I've seen a lot of tips from members on how to grow and manage a community. At the same time many of us are also members at other communities and aren't always in a position to control our posting habits. Sometimes we want to leave a forum and yet we find it so difficult to break away because there is something that keeps pulling us back there. Here are some of my tips on how to avoid getting trapped in a community you no longer enjoy or wish to participate in. I hope this helps all of you!
Tip 1: Break away in stages
A lot of the time, people expect to stop visiting a forum or a community almost immediately. Completely break away ties. This rarely works out. You will be driven back from time to time because you will experience withdrawal symptons particularly if you have been very active in that community. The best advice I can give you is to try and reduce your participation in stages. If you have been posting 40 messages a day, try and bring it down to 30, 20 and then one or two. You can almost never completely withdraw from a forum you've been very active on.
Tip 2: Don't leave farewell messages
Much as you might be tempted to leave a farewell message either out of anger or any other reason, this gives you another reason NOT to leave. Apart from other members who might want you to stay, you will also be taunted mercilessly by hostile members and forced to make a reply which will just make the situation worse. If you don't like how a community is run, try and leave as quietly as possible. Leaving farewell messages could be more harmful to your reputation and would make you look like a fool if you continue posting.

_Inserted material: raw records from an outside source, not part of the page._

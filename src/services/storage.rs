use log::{error, warn};
use serde::{de::DeserializeOwned, Serialize};
use std::cell::RefCell;
use std::collections::HashMap;
use std::rc::Rc;
use thiserror::Error;
use web_sys::window;

pub const KEY_THEME: &str = "theme";
pub const KEY_SELECTED_MODEL: &str = "selectedModel";
pub const KEY_CONVERSATIONS: &str = "conversations";
pub const KEY_ACTIVE_CONVERSATION: &str = "currentConversationId";
pub const KEY_TEMPLATES: &str = "promptTemplates";
pub const KEY_GENERATION_CONFIG: &str = "aiConfigurations";
pub const KEY_IMAGE_SIZE: &str = "imageSize";
pub const KEY_AUTO_SCROLL: &str = "autoScroll";
pub const KEY_FONT_SIZE: &str = "fontSize";
pub const KEY_ENDPOINTS: &str = "endpoints";

#[derive(Debug, Error)]
pub enum StorageError {
    #[error("local storage is not available")]
    Unavailable,

    #[error("Serialization error: {0}")]
    Serialization(#[from] serde_json::Error),

    #[error("storage backend rejected the operation: {message}")]
    Backend { message: String },
}

pub type StorageResult<T> = Result<T, StorageError>;

/// Raw string key-value persistence. Stores never talk to the browser directly
/// so tests can swap in [`MemoryStorage`].
pub trait KeyValueStore {
    fn get_item(&self, key: &str) -> StorageResult<Option<String>>;
    fn set_item(&self, key: &str, value: &str) -> StorageResult<()>;
    fn remove_item(&self, key: &str) -> StorageResult<()>;

    fn load<T: DeserializeOwned>(&self, key: &str) -> StorageResult<Option<T>>
    where
        Self: Sized,
    {
        match self.get_item(key)? {
            Some(json) => Ok(Some(serde_json::from_str(&json)?)),
            None => Ok(None),
        }
    }

    fn save<T: Serialize + ?Sized>(&self, key: &str, value: &T) -> StorageResult<()>
    where
        Self: Sized,
    {
        let json = serde_json::to_string(value)?;
        self.set_item(key, &json)
    }

    /// Missing or unreadable entries fall back to `None`; read errors are logged.
    fn load_or_warn<T: DeserializeOwned>(&self, key: &str) -> Option<T>
    where
        Self: Sized,
    {
        match self.load(key) {
            Ok(value) => value,
            Err(e) => {
                warn!("ignoring stored `{}`: {}", key, e);
                None
            }
        }
    }

    /// Write failures are logged, never surfaced to the UI.
    fn save_or_log<T: Serialize + ?Sized>(&self, key: &str, value: &T)
    where
        Self: Sized,
    {
        if let Err(e) = self.save(key, value) {
            error!("failed to persist `{}`: {}", key, e);
        }
    }
}

/// Browser `window.localStorage`.
#[derive(Clone, Copy, Default, PartialEq, Debug)]
pub struct LocalStorage;

impl LocalStorage {
    fn storage() -> StorageResult<web_sys::Storage> {
        let window = window().ok_or(StorageError::Unavailable)?;
        window
            .local_storage()
            .map_err(|e| StorageError::Backend { message: format!("{:?}", e) })?
            .ok_or(StorageError::Unavailable)
    }
}

impl KeyValueStore for LocalStorage {
    fn get_item(&self, key: &str) -> StorageResult<Option<String>> {
        Self::storage()?
            .get_item(key)
            .map_err(|e| StorageError::Backend { message: format!("{:?}", e) })
    }

    fn set_item(&self, key: &str, value: &str) -> StorageResult<()> {
        Self::storage()?
            .set_item(key, value)
            .map_err(|e| StorageError::Backend { message: format!("{:?}", e) })
    }

    fn remove_item(&self, key: &str) -> StorageResult<()> {
        Self::storage()?
            .remove_item(key)
            .map_err(|e| StorageError::Backend { message: format!("{:?}", e) })
    }
}

/// In-memory store. Clones share the same map, mirroring how every handle to
/// `localStorage` sees the same data.
#[derive(Clone, Default, Debug)]
pub struct MemoryStorage {
    items: Rc<RefCell<HashMap<String, String>>>,
}

impl MemoryStorage {
    pub fn new() -> Self {
        Self::default()
    }

    pub fn len(&self) -> usize {
        self.items.borrow().len()
    }

    pub fn is_empty(&self) -> bool {
        self.items.borrow().is_empty()
    }
}

impl PartialEq for MemoryStorage {
    fn eq(&self, other: &Self) -> bool {
        Rc::ptr_eq(&self.items, &other.items)
    }
}

impl KeyValueStore for MemoryStorage {
    fn get_item(&self, key: &str) -> StorageResult<Option<String>> {
        Ok(self.items.borrow().get(key).cloned())
    }

    fn set_item(&self, key: &str, value: &str) -> StorageResult<()> {
        self.items
            .borrow_mut()
            .insert(key.to_string(), value.to_string());
        Ok(())
    }

    fn remove_item(&self, key: &str) -> StorageResult<()> {
        self.items.borrow_mut().remove(key);
        Ok(())
    }
}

Tip 3: Try to leave during a quiet period
Most communities go through stages of quiet and intense activity. On larger forums this might not be too visible, but you yourself can see when a forum looks less active by experience. There might be a fall in new topics created and new members registered. There might be a reduction in controversial and flame war type posts. These are the best stages to cut down your activity.

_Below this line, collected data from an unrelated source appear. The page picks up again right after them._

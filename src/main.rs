use batch_ingest::cli::{args::Args, commands};
use clap::Parser;
use std::process;

fn main() {
    let args = Args::parse();

    // If no subcommand was provided, show help and available commands
    if args.command.is_none() {
        show_help_and_commands();
        process::exit(0);
    }

    match commands::run(args) {
        Ok(()) => process::exit(0),
        Err(error) => {
            eprintln!("Error: {:#}", error);
            process::exit(1);
        }
    }
}

/// Show help information and available commands when no subcommand is provided
fn show_help_and_commands() {
    println!("Batch Ingest - CSV Batch Validation and SQLite Ingestion");
    println!("========================================================");
    println!();
    println!("Validate incoming CSV files by name against a schema document, load the");
    println!("accepted rows into SQLite and export the table as one CSV file.");
    println!();
    println!("USAGE:");
    println!("    batch-ingest <COMMAND> [OPTIONS]");
    println!();
    println!("COMMANDS:");
    println!("    train       Run the training stage on a batch directory");
    println!("    predict     Run the prediction stage on a batch directory");
    println!("    schema      Validate a schema document and print it");
    println!("    inspect     Summarise an exported CSV file");
    println!("    help        Show this help message or help for specific commands");
    println!();
    println!("OPTIONS:");
    println!("    -h, --help       Show help information");
    println!("    -V, --version    Show version information");
    println!();
    println!("EXAMPLES:");
    println!("    # Validate and ingest a training batch:");
    println!("    batch-ingest train ./Training_Batch_Files --root ./work");
    println!();
    println!("    # Prediction run with an explicit schema and progress bar:");
    println!("    batch-ingest predict ./Prediction_Batch_Files --schema schema_prediction.json \\");
    println!("                         --progress");
    println!();
    println!("    # Check the exported table against the schema:");
    println!("    batch-ingest inspect ./work/Training_FileFromDB/InputFile.csv \\");
    println!("                         --schema schema_training.json");
    println!();
    println!("For detailed help on any command, use:");
    println!("    batch-ingest <COMMAND> --help");
}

Much as many of us are against controversy and flame wars, nobody can resist a troll. If you are trying to leave a community during an extreme phase of discussion or activity in which you have involved yourself, you will find it very difficult to leave. It will lead to frustration if you try to cut off at that point. Rather, wait for the storm to die down, start reducing your involvement in active topics and just withdraw. That will be much more effective.
Tip 4: Unsubscribe and remove your e-mail ID if necessary
If you are subscribed to forum topics, unsubscribe. Stop receiving notifications in your e-mail. Out of sight is out of mind. If the admin keeps sending out email newsletters to members, then log in to your account, change your email ID to an invalid ID or check whether there's an option not to receive any mails.
Tip 5: Don't ask for account deletion/ban or behave badly just to get banned
As I said before, if you want to leave a community, be quiet about it. Asking for an account deletion or behaving in a manner that might get you banned are not ways to leave a community gracefully. Apart from that it completely spoils your chances of returning even if you wish to later on.
Always leave the doors open, even if you are sure you might never visit. Try and leave without anybody else noticing it and leave in as good grace as possible. If you are actively against the way the forum is run or the admin policies, don't open a debate on that. That kind of thing rarely works and might actually get you heated and more emotionally involved. The trick is to just be a silent protester. The best way to show your disapproval is to stop posting and stop visiting the forum - not by being a nuisance.
Tip 6: Write down your resolve and give yourself a positive reason why you're not part of the community any longer
I cannot emphasize the importance of this. Writing down such things always clarifies your thoughts. Put it away in a private place and remind yourself why you're not part of the community. Let it be a positive reason - for example making time for other healthier activities in life. Don't remind yourself of the negative factors that led you to leave a community - like animosity or hostility. You will only be stressed out more.
Breaking away from a forum is never easy particularly when you have many friends there and you've been actively involved. Forums can be like a drug habit - easy to get into but hard to break out of.
Three golden rules:
- Online communities are like real life relationships. Don't pretend that you don't care because you do.
- Out of sight is out of mind. Stop going back there. Resist the temptation to be a "passive member" by going back there to read other stuff. That will surely draw you back into the fold.
- Try and find an alternative forum or even do something else in real life to take your mind off the community. Find positive reasons not to be involved rather than keeping the negativity alive.